Por El Latino Newsroom
Tras cuatro décadas de inactividad en el despliegue de estaciones sumergibles en aguas territoriales de Estados Unidos, la empresa privada británica DEEP instaló el hábitat submarino Vanguard en el lecho marino de Florida.
La estructura, ubicada a 17 metros de profundidad en el arrecife Tennessee Reef, al sur de Long Key, marca el inicio de una nueva etapa en la investigación oceánica y en los esfuerzos de restauración de arrecifes de coral severamente afectados por el cambio climático.
El despliegue de Vanguard rompe un monopolio de investigación que ostentaba la estación Aquarius, construida en 1986 y operada actualmente por la Universidad Internacional de Florida (FIU). Mientras la exploración espacial ha mantenido una presencia humana continua durante más de 25 años en la Estación Espacial Internacional, los laboratorios submarinos sufrieron décadas de desinterés y recortes presupuestarios desde el auge de los proyectos sumergibles de la década de 1960.
La nueva instalación, de 10 metros de largo por 2,5 metros de ancho, está diseñada para alojar a cuatro acuanautas en misiones de entre cinco y siete días. La base se encuentra conectada a la superficie mediante una boya de soporte vital que bombea aire fresco e incorpora sistemas de filtración ambiental para gestionar aguas grises y desechos biológicos, evitando un impacto ecológico directo en el frágil ecosistema circundante.
Investigación marina y restauración de corales estresados
La ubicación de Vanguard fue seleccionada de forma estratégica para monitorear las colonias de corales y esponjas de la región, golpeadas por el blanqueamiento sistemático derivado del aumento gradual de la temperatura del agua. Dawn Kernagis, directora de investigación científica de DEEP y exhabitante de Aquarius, señaló que la estación facilitará las labores de buceo de saturación, una técnica que equipara la presión del cuerpo a la del entorno marino y permite a los investigadores permanecer bajo el agua por períodos prolongados sin necesidad de descompresiones continuas.
“El buceo de saturación permite maximizar el tiempo dedicado a la captura de datos, la observación y la recolección de muestras. En menos de una semana se puede completar un volumen de trabajo que normalmente requeriría un mes entero utilizando métodos tradicionales”, explicó Kernagis. Asimismo, el análisis in situ de las muestras evita las alteraciones químicas y biológicas que sufren los especímenes cuando son llevados bruscamente a la superficie.

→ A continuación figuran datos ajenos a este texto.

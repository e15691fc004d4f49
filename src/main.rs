//! cad-construct: Headless-Treiber für den Konstruktions-Kern.
//!
//! Liest pro Zeile ein Ereignis (z.B. `tool polyline`, `click 10 0`,
//! `cmd close`), spielt es gegen `AppController` ab, gibt Meldungen und
//! eine Zusammenfassung der übernommenen Entitäten aus und schreibt die
//! Zeichnung optional als JSON.

use std::io::Read;
use std::path::PathBuf;

use anyhow::{anyhow, bail, Context};
use cad_construct::shared::evaluate;
use cad_construct::{
    AppController, AppIntent, AppState, EditorOptions, Restriction, SnapFlag, ToolKind, Vector,
};

fn main() -> anyhow::Result<()> {
    // Logger initialisieren
    env_logger::Builder::from_default_env()
        .filter_level(log::LevelFilter::Info)
        .init();

    log::info!("cad-construct v{} startet...", env!("CARGO_PKG_VERSION"));

    let args = CliArgs::parse(std::env::args().skip(1))?;
    let config_path = EditorOptions::config_path();
    let options = EditorOptions::load_from_file(&config_path);

    let script = match &args.script {
        Some(path) => std::fs::read_to_string(path)
            .with_context(|| format!("Skript nicht lesbar: {}", path.display()))?,
        None => {
            let mut text = String::new();
            std::io::stdin()
                .read_to_string(&mut text)
                .context("Skript von stdin nicht lesbar")?;
            text
        }
    };

    let mut state = AppState::with_options(options);
    let mut controller = AppController::new();

    for (index, line) in script.lines().enumerate() {
        let intent = parse_line(line).with_context(|| format!("Zeile {}: '{}'", index + 1, line.trim()))?;
        let Some(intent) = intent else {
            continue;
        };
        if let Err(e) = controller.handle_intent(&mut state, intent) {
            log::warn!("Zeile {}: {:#}", index + 1, e);
        }
        for message in state.take_messages() {
            println!("{message}");
        }
    }

    // Werkzeug beenden, damit die Einstellungen zurückgeschrieben werden
    controller.handle_intent(&mut state, AppIntent::EscapeRequested)?;

    let entities = state.drawing.export();
    println!("{} Entität(en) in der Zeichnung", entities.len());
    for entity in &entities {
        println!("  #{} {:?}", entity.id, entity.kind());
    }

    if let Some(path) = &args.json {
        let json = serde_json::to_string_pretty(&entities)?;
        std::fs::write(path, json)
            .with_context(|| format!("JSON nicht schreibbar: {}", path.display()))?;
        log::info!("Zeichnung exportiert nach: {}", path.display());
    }

    if args.save_options {
        state.options.save_to_file(&config_path)?;
    }

    Ok(())
}

/// Kommandozeilen-Argumente: `[script] [--json out.json] [--save-options]`.
#[derive(Debug, Default, PartialEq)]
struct CliArgs {
    script: Option<PathBuf>,
    json: Option<PathBuf>,
    save_options: bool,
}

impl CliArgs {
    fn parse(args: impl IntoIterator<Item = String>) -> anyhow::Result<Self> {
        let mut parsed = Self::default();
        let mut args = args.into_iter();
        while let Some(arg) = args.next() {
            match arg.as_str() {
                "--json" => {
                    let path = args.next().ok_or_else(|| anyhow!("--json erwartet einen Pfad"))?;
                    parsed.json = Some(PathBuf::from(path));
                }
                "--save-options" => parsed.save_options = true,
                flag if flag.starts_with("--") => bail!("unbekannte Option: {flag}"),
                _ if parsed.script.is_none() => parsed.script = Some(PathBuf::from(&arg)),
                _ => bail!("mehr als ein Skript angegeben: {arg}"),
            }
        }
        Ok(parsed)
    }
}

/// Übersetzt eine Skript-Zeile in einen Intent. Leere Zeilen und
/// Kommentare (`#`) ergeben `None`.
fn parse_line(line: &str) -> anyhow::Result<Option<AppIntent>> {
    let line = line.trim();
    if line.is_empty() || line.starts_with('#') {
        return Ok(None);
    }
    let (keyword, rest) = line
        .split_once(char::is_whitespace)
        .map(|(k, r)| (k, r.trim()))
        .unwrap_or((line, ""));

    let intent = match keyword.to_ascii_lowercase().as_str() {
        "tool" => {
            let kind = ToolKind::from_name(rest).ok_or_else(|| anyhow!("unbekanntes Werkzeug: {rest}"))?;
            AppIntent::ToolSelected { kind }
        }
        "move" => {
            let (point, shift) = parse_pointer(rest)?;
            AppIntent::PointerMoved { point, shift }
        }
        "click" => {
            let (point, shift) = parse_pointer(rest)?;
            AppIntent::PointerClicked { point, shift }
        }
        "coord" => {
            let (relative, rest) = match rest.strip_prefix('@') {
                Some(r) => (true, r.trim()),
                None => (false, rest),
            };
            let (point, _) = parse_pointer(rest)?;
            AppIntent::CoordinateTyped { point, relative }
        }
        "cmd" => AppIntent::CommandTyped {
            text: rest.to_string(),
        },
        "back" => AppIntent::BackRequested,
        "escape" => AppIntent::EscapeRequested,
        "snap" => {
            let (name, state) = rest
                .split_once(char::is_whitespace)
                .ok_or_else(|| anyhow!("snap erwartet '<modus> on|off'"))?;
            let flag = SnapFlag::from_name(name).ok_or_else(|| anyhow!("unbekannter Fangmodus: {name}"))?;
            let on = match state.trim() {
                "on" => true,
                "off" => false,
                other => bail!("on|off erwartet, nicht '{other}'"),
            };
            AppIntent::SnapFlagToggled { flag, on }
        }
        "restrict" => {
            let restriction =
                Restriction::from_name(rest).ok_or_else(|| anyhow!("unbekannte Einschränkung: {rest}"))?;
            AppIntent::RestrictionSelected { restriction }
        }
        "grid" => {
            let (spacing, _) = parse_pointer(rest)?;
            AppIntent::GridChanged { spacing }
        }
        "undo" => AppIntent::UndoRequested,
        "redo" => AppIntent::RedoRequested,
        other => bail!("unbekannter Befehl: {other}"),
    };
    Ok(Some(intent))
}

/// `x y [shift]`; x und y dürfen Ausdrücke ohne Leerzeichen sein.
fn parse_pointer(text: &str) -> anyhow::Result<(Vector, bool)> {
    let parts: Vec<&str> = text.split_whitespace().collect();
    let (x, y, shift) = match parts.as_slice() {
        [x, y] => (x, y, false),
        [x, y, flag] if flag.eq_ignore_ascii_case("shift") => (x, y, true),
        _ => bail!("Koordinate 'x y' erwartet"),
    };
    let x = evaluate(x).map_err(|e| anyhow!("x: {e}"))?;
    let y = evaluate(y).map_err(|e| anyhow!("y: {e}"))?;
    Ok((Vector::new(x, y), shift))
}
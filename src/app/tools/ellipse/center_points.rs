//! Ellipse über Zentrum und drei Punkte. Der erste Punkt ergibt einen
//! Kreis, der zweite eine achsenparallele Ellipse, der dritte die
//! allgemeine Lage.

use super::super::{ConstructionTool, PointerInput, ToolAction, ToolContext, ToolKind};
use crate::core::{Vector, TOLERANCE15};
use crate::document::Document;
use crate::geometry::{CircleData, EllipseData, EntityData};
use crate::shared::ToolPreview;

#[derive(Debug, Clone, Copy, PartialEq, Eq)]
pub enum EllipseCenter3PointsStatus {
    SetCenter,
    SetPoint1,
    SetPoint2,
    SetPoint3,
}

pub struct EllipseCenter3PointsTool {
    pub(crate) status: EllipseCenter3PointsStatus,
    center: Vector,
    points: Vec<Vector>,
    cursor: Vector,
}

impl EllipseCenter3PointsTool {
    pub fn new() -> Self {
        Self {
            status: EllipseCenter3PointsStatus::SetCenter,
            center: Vector::invalid(),
            points: Vec::with_capacity(3),
            cursor: Vector::invalid(),
        }
    }

    /// Form aus den bestätigten Punkten plus `next`.
    fn shape_with(&self, next: Vector) -> Option<EntityData> {
        let mut points = self.points.clone();
        points.push(next);
        match points.as_slice() {
            [p1] => CircleData::from_cr(self.center, self.center.distance_to(*p1)).map(Into::into),
            _ => EllipseData::from_center_points(self.center, &points).map(Into::into),
        }
    }
}

impl Default for EllipseCenter3PointsTool {
    fn default() -> Self {
        Self::new()
    }
}

impl ConstructionTool for EllipseCenter3PointsTool {
    fn kind(&self) -> ToolKind {
        ToolKind::EllipseCenter3Points
    }

    fn status_text(&self) -> &str {
        match self.status {
            EllipseCenter3PointsStatus::SetCenter => "Zentrum wählen",
            EllipseCenter3PointsStatus::SetPoint1 => "Ersten Punkt auf der Ellipse wählen",
            EllipseCenter3PointsStatus::SetPoint2 => "Zweiten Punkt auf der Ellipse wählen",
            EllipseCenter3PointsStatus::SetPoint3 => "Dritten Punkt auf der Ellipse wählen",
        }
    }

    fn is_initial(&self) -> bool {
        self.status == EllipseCenter3PointsStatus::SetCenter
    }

    fn on_mouse_move(&mut self, pointer: PointerInput, _ctx: &mut ToolContext<'_>) -> ToolAction {
        self.cursor = pointer.snapped;
        ToolAction::UpdatePreview
    }

    fn on_coordinate(&mut self, pointer: PointerInput, ctx: &mut ToolContext<'_>) -> ToolAction {
        let point = pointer.snapped;
        if !point.valid {
            return ToolAction::Ignored;
        }
        if self.status == EllipseCenter3PointsStatus::SetCenter {
            self.center = point;
            self.points.clear();
            ctx.move_relative_zero(point);
            self.status = EllipseCenter3PointsStatus::SetPoint1;
            return ToolAction::Continue;
        }
        if self.points.iter().any(|p| p.squared_to(point) < TOLERANCE15) {
            return ToolAction::Ignored;
        }
        let Some(shape) = self.shape_with(point) else {
            log::debug!("Ellipse: Punkte bestimmen keine Ellipse");
            return ToolAction::Ignored;
        };
        self.status = match self.status {
            EllipseCenter3PointsStatus::SetPoint1 => EllipseCenter3PointsStatus::SetPoint2,
            EllipseCenter3PointsStatus::SetPoint2 => EllipseCenter3PointsStatus::SetPoint3,
            _ => {
                ctx.commit(vec![shape], &[]);
                ctx.move_relative_zero(self.center);
                self.points.clear();
                self.status = EllipseCenter3PointsStatus::SetCenter;
                return ToolAction::Committed;
            }
        };
        self.points.push(point);
        ToolAction::Continue
    }

    fn on_command(&mut self, _command: &str, _ctx: &mut ToolContext<'_>) -> ToolAction {
        ToolAction::Ignored
    }

    fn on_back(&mut self, _ctx: &mut ToolContext<'_>) -> ToolAction {
        self.status = match self.status {
            EllipseCenter3PointsStatus::SetCenter => return ToolAction::Finished,
            EllipseCenter3PointsStatus::SetPoint1 => EllipseCenter3PointsStatus::SetCenter,
            EllipseCenter3PointsStatus::SetPoint2 => EllipseCenter3PointsStatus::SetPoint1,
            EllipseCenter3PointsStatus::SetPoint3 => EllipseCenter3PointsStatus::SetPoint2,
        };
        self.points.pop();
        ToolAction::Continue
    }

    fn preview(&self) -> ToolPreview {
        if self.status == EllipseCenter3PointsStatus::SetCenter || !self.cursor.valid {
            return ToolPreview::default();
        }
        let mut preview = ToolPreview::default().with_reference(self.center);
        if let Some(shape) = self.shape_with(self.cursor) {
            preview.push(shape);
        }
        preview.reference_points.extend(self.points.iter().copied());
        preview
    }

    fn reset(&mut self, _doc: &mut dyn Document) {
        *self = Self::new();
    }
}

Las autoridades del estado de Florida han asignado 935,000 dólares en fondos públicos para financiar las primeras misiones de seis equipos de investigación pertenecientes a universidades e instituciones estatales. Los proyectos se enfocarán en la identificación de especies de coral resistentes al calor, técnicas de microfragmentación para siembra en arrecifes y pruebas de integración entre operadores humanos y sistemas robóticos marinos.
Inversión privada y perspectiva global de exploración
A diferencia de los programas históricos impulsados por agencias gubernamentales como la Administración Nacional Oceánica y Atmosférica (NOAA) o el sector militar, Vanguard funciona bajo un esquema de financiación privada. DEEP anunció una inversión de 100 millones de dólares destinada a establecer un centro de ingeniería en Florida y una planta de manufactura en Houston, Texas, con la meta de construir una red global de estaciones científicas.
Entre los planes inmediatos de la compañía se encuentra el desarrollo de Sentinel, un hábitat modular diseñado para operar a profundidades superiores a los 200 metros y alojar a seis científicos durante misiones de hasta 30 días continuos. Adicionalmente, las instalaciones estarán disponibles para entrenamiento de astronautas de agencias espaciales, ensayos de tecnología de defensa y programas de divulgación educativa financiado parcialmente por la Oficina de Investigación Naval de EE. UU.
Mike Heithaus, científico marino de la Universidad Internacional de Florida, valoró de forma positiva la llegada de nuevas inversiones al sector, destacando que el intercambio de datos entre Aquarius y Vanguard fortalecerá la conservación ambiental en las costas estadounidenses. La reactivación de estas plataformas sumergibles busca equiparar la investigación de los mares con la exploración espacial, garantizando una presencia científica permanente en los océanos.